Could you restate word for word every line of the records below, from the first one to the one holding "pub fn header_color(difficulty: &str)"?
------------------------------
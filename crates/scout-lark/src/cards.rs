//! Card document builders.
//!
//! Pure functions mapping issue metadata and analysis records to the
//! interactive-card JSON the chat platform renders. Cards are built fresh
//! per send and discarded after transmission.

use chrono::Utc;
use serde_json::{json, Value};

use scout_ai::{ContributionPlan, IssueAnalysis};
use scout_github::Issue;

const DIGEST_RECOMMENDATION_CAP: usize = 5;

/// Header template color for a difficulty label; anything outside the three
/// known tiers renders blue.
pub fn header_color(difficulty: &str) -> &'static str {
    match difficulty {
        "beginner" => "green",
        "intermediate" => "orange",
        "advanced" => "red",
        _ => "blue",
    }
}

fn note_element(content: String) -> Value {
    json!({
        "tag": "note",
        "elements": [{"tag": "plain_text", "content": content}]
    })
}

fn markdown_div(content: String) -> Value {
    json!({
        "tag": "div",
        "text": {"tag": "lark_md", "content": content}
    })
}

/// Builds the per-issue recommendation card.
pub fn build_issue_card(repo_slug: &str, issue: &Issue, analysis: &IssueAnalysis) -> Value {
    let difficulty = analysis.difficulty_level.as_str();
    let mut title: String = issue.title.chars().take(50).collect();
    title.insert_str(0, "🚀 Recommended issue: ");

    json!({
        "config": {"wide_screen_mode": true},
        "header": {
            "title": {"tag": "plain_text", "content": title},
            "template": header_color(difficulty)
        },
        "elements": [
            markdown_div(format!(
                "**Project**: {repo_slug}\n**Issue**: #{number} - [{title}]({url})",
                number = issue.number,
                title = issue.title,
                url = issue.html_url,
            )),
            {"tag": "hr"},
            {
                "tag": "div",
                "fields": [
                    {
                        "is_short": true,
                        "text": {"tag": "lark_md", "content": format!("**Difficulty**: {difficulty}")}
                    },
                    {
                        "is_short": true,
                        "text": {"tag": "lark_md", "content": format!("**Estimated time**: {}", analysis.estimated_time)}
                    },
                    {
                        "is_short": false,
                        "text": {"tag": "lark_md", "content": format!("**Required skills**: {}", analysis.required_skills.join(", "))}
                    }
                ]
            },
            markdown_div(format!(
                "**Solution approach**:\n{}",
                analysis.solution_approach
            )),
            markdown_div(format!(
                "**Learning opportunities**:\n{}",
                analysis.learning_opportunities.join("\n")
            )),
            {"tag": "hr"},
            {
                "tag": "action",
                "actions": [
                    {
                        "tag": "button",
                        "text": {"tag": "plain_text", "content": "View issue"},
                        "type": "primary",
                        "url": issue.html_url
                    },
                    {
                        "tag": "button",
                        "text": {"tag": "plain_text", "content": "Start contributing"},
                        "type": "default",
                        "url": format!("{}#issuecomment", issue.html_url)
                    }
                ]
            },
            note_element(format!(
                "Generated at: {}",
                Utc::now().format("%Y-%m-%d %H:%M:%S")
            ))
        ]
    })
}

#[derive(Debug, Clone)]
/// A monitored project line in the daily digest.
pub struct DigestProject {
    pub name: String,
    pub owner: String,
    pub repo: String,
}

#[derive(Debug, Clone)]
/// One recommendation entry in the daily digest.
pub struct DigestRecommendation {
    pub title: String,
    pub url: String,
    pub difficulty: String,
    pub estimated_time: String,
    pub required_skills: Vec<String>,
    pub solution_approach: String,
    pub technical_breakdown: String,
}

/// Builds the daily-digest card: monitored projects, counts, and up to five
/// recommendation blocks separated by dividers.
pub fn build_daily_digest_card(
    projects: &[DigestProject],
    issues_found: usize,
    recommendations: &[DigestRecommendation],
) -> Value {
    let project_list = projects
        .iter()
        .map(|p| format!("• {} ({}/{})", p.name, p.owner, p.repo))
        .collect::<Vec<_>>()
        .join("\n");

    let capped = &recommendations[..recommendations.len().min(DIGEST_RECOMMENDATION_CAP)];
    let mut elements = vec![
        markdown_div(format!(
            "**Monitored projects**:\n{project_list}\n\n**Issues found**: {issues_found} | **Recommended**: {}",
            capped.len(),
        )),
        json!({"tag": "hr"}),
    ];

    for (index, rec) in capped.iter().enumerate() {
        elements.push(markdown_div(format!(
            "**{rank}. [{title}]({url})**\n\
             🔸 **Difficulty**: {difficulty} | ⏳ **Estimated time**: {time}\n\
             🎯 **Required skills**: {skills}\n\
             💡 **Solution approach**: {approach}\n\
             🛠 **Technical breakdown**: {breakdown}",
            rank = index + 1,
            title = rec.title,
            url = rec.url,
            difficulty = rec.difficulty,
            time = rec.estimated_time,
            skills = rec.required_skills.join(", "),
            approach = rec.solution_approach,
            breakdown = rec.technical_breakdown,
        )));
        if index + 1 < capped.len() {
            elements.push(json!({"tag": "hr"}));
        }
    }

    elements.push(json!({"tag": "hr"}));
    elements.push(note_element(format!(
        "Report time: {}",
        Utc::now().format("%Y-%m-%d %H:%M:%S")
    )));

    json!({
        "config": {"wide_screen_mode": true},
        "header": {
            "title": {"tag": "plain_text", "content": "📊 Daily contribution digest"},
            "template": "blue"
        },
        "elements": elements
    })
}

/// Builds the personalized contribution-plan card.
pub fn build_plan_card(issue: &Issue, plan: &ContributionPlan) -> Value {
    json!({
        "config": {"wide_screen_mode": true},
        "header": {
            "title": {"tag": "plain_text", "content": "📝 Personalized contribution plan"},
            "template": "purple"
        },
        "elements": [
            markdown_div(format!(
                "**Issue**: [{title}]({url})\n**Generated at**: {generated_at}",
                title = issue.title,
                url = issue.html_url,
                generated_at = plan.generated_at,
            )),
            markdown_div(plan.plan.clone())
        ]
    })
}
------------------------------
## EXERCISE RESULT
filename crates/scout-lark/src/cards.rs
//! Card document builders.
//!
//! Pure functions mapping issue metadata and analysis records to the
//! interactive-card JSON the chat platform renders. Cards are built fresh
//! per send and discarded after transmission.

use chrono::Utc;
use serde_json::{json, Value};

use scout_ai::{ContributionPlan, IssueAnalysis};
use scout_github::Issue;

const DIGEST_RECOMMENDATION_CAP: usize = 5;

/// Header template color for a difficulty label; anything outside the three
/// known tiers renders blue.
pub fn header_color(difficulty: &str) -> &'static str {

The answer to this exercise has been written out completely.